WORK TASK
Read the records that follow and state how many lines hold "references", adding nothing else.

SOURCE DATA
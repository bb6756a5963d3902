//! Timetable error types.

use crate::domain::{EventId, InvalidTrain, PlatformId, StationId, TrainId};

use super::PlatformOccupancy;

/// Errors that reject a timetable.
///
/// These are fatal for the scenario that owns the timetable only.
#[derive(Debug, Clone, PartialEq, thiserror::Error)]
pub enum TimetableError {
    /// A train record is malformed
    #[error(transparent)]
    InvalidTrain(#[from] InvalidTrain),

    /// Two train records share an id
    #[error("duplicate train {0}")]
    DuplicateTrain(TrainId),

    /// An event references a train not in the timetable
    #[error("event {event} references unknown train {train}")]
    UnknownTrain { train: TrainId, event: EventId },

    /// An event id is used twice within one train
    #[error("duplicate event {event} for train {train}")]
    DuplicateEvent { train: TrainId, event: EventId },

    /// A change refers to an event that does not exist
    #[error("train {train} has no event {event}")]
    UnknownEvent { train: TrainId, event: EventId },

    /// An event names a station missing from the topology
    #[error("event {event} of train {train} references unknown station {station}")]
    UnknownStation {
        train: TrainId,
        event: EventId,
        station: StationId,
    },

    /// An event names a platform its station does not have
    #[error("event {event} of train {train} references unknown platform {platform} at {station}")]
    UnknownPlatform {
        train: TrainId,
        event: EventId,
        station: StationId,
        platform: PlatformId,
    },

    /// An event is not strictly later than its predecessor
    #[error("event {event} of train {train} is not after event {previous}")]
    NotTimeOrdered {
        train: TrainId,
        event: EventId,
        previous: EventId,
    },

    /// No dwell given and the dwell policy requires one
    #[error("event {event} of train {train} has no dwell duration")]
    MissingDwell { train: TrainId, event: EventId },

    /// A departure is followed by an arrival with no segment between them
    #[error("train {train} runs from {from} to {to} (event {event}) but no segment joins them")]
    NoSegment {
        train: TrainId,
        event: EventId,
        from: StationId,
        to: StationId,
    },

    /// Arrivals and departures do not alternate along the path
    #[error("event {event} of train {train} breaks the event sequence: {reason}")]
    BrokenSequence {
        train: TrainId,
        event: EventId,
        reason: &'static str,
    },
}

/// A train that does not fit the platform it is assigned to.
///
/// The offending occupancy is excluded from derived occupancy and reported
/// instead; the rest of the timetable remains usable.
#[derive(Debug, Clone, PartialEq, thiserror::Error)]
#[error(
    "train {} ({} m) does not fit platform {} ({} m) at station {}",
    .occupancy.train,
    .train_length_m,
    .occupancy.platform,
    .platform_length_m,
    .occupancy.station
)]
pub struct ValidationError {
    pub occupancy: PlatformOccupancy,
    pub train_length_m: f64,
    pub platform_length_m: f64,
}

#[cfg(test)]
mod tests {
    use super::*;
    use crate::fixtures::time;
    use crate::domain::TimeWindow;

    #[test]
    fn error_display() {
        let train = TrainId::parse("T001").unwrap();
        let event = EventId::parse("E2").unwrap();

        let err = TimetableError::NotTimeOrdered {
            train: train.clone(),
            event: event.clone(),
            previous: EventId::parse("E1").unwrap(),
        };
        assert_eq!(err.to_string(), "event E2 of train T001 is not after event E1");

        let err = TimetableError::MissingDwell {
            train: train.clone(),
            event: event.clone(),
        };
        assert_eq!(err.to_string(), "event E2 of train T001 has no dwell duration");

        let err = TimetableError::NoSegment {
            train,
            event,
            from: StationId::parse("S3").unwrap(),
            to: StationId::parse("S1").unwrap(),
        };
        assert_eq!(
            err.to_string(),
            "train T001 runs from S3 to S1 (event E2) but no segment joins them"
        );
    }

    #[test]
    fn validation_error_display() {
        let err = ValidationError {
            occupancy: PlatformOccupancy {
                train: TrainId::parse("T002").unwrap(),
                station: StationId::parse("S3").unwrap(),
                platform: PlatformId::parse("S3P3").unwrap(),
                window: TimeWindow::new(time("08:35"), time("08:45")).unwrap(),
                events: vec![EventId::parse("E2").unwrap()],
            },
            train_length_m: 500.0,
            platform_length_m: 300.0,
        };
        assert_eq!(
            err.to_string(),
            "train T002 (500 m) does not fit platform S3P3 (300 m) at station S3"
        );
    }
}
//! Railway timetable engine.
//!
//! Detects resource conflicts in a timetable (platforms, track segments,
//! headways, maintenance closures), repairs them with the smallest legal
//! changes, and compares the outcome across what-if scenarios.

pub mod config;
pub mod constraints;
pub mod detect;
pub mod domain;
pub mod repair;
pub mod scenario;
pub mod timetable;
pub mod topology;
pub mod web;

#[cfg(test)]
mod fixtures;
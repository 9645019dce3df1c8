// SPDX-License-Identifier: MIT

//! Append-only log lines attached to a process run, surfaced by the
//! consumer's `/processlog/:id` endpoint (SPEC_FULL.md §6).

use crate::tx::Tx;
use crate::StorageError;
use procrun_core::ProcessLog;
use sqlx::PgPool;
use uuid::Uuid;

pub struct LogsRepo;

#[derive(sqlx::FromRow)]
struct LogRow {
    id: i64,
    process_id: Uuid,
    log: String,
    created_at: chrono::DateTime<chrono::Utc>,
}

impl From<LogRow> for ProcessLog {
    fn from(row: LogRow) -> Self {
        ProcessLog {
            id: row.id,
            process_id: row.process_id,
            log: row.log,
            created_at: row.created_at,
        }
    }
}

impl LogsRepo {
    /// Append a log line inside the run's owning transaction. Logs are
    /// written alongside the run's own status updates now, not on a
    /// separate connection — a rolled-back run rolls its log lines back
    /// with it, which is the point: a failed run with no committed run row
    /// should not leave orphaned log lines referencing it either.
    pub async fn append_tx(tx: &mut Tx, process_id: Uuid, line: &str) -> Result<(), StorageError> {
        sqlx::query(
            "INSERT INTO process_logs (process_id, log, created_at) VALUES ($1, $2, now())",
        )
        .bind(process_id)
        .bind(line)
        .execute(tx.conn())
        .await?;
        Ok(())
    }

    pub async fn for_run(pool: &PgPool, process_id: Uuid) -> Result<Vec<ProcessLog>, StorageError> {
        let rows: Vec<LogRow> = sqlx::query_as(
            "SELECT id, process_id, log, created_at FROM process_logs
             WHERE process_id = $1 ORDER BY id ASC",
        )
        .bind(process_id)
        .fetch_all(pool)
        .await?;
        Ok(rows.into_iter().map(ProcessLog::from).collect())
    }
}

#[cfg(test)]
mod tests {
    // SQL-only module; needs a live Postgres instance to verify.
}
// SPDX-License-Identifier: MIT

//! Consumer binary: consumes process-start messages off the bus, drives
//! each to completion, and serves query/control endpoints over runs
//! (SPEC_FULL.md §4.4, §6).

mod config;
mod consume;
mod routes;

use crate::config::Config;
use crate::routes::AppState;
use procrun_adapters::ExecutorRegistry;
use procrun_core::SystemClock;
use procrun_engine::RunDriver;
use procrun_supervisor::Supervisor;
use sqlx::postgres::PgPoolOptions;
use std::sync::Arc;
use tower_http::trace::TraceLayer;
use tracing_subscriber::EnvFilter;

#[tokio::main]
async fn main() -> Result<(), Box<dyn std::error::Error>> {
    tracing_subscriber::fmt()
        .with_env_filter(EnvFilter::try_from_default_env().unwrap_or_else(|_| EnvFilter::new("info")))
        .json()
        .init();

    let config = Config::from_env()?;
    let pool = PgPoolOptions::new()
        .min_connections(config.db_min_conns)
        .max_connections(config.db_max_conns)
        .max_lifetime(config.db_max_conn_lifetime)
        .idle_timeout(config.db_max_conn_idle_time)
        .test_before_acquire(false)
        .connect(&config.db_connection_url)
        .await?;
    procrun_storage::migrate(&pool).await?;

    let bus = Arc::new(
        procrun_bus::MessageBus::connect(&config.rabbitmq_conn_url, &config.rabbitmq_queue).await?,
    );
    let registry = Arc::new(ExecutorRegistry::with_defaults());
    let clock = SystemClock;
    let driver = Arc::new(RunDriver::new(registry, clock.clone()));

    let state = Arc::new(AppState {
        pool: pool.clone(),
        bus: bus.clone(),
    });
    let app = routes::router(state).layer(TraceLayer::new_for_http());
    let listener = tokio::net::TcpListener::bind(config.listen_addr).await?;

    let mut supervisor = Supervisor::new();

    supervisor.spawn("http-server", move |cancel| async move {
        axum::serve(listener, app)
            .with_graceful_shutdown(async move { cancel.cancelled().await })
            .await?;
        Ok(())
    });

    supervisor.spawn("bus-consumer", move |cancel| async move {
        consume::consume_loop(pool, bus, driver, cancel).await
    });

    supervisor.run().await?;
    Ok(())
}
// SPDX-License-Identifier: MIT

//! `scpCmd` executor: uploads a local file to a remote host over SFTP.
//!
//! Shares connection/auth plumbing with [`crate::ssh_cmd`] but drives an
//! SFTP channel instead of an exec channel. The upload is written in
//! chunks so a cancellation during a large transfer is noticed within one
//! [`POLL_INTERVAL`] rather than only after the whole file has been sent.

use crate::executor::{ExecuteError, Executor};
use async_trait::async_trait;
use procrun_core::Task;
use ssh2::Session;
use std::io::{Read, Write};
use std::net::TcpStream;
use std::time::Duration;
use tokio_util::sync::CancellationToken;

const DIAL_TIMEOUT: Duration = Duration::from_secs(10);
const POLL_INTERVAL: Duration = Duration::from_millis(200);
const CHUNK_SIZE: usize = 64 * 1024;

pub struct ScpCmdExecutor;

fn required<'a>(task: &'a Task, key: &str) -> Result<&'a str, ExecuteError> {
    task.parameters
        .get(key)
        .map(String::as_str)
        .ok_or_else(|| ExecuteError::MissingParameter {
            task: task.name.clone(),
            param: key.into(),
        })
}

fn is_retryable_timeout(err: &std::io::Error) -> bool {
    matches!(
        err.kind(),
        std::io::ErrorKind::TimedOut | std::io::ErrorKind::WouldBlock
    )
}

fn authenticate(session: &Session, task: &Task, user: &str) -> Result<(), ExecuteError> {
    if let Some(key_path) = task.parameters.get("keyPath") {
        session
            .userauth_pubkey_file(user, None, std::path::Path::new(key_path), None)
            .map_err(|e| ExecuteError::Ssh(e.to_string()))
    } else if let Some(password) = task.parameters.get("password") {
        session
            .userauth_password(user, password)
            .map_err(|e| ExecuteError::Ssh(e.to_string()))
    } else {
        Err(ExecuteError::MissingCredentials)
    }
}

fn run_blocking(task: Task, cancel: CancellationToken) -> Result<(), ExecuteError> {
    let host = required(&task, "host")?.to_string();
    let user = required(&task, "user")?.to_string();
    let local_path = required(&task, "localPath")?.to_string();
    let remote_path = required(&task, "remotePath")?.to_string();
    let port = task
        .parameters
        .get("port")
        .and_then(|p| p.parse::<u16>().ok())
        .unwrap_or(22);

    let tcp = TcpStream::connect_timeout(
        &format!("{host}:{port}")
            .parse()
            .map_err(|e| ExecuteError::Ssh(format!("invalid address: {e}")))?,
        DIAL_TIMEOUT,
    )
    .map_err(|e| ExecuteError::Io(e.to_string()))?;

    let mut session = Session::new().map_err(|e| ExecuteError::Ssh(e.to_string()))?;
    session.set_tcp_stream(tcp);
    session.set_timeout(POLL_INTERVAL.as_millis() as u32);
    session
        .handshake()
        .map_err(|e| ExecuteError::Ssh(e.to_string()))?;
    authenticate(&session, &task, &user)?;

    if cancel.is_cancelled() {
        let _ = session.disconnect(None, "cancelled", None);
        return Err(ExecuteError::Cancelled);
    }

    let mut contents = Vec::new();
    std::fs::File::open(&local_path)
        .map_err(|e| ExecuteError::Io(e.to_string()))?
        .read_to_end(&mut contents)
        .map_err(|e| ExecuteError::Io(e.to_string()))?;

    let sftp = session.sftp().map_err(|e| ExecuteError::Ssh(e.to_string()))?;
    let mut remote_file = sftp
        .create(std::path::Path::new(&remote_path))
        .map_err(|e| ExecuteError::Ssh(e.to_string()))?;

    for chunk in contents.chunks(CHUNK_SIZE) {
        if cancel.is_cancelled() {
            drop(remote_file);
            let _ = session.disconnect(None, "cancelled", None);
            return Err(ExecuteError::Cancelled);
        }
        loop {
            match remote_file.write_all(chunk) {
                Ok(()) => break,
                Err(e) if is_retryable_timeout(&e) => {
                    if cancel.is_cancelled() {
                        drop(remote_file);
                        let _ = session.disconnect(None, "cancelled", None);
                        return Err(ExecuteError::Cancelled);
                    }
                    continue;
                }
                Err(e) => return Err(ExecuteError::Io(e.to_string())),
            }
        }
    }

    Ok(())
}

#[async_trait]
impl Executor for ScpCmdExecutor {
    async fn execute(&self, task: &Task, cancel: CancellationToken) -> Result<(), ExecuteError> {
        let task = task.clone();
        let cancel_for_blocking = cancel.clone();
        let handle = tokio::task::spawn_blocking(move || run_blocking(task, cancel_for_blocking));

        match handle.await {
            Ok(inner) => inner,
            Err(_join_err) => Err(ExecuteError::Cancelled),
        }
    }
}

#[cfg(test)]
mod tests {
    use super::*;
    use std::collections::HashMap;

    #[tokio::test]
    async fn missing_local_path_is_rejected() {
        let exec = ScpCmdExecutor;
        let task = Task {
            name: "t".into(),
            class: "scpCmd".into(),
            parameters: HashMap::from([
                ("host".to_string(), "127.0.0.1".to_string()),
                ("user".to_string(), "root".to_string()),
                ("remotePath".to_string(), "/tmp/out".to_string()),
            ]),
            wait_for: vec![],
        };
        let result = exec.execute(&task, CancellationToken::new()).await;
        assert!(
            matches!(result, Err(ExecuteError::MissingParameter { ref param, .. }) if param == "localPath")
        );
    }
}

RESULT BELOW
4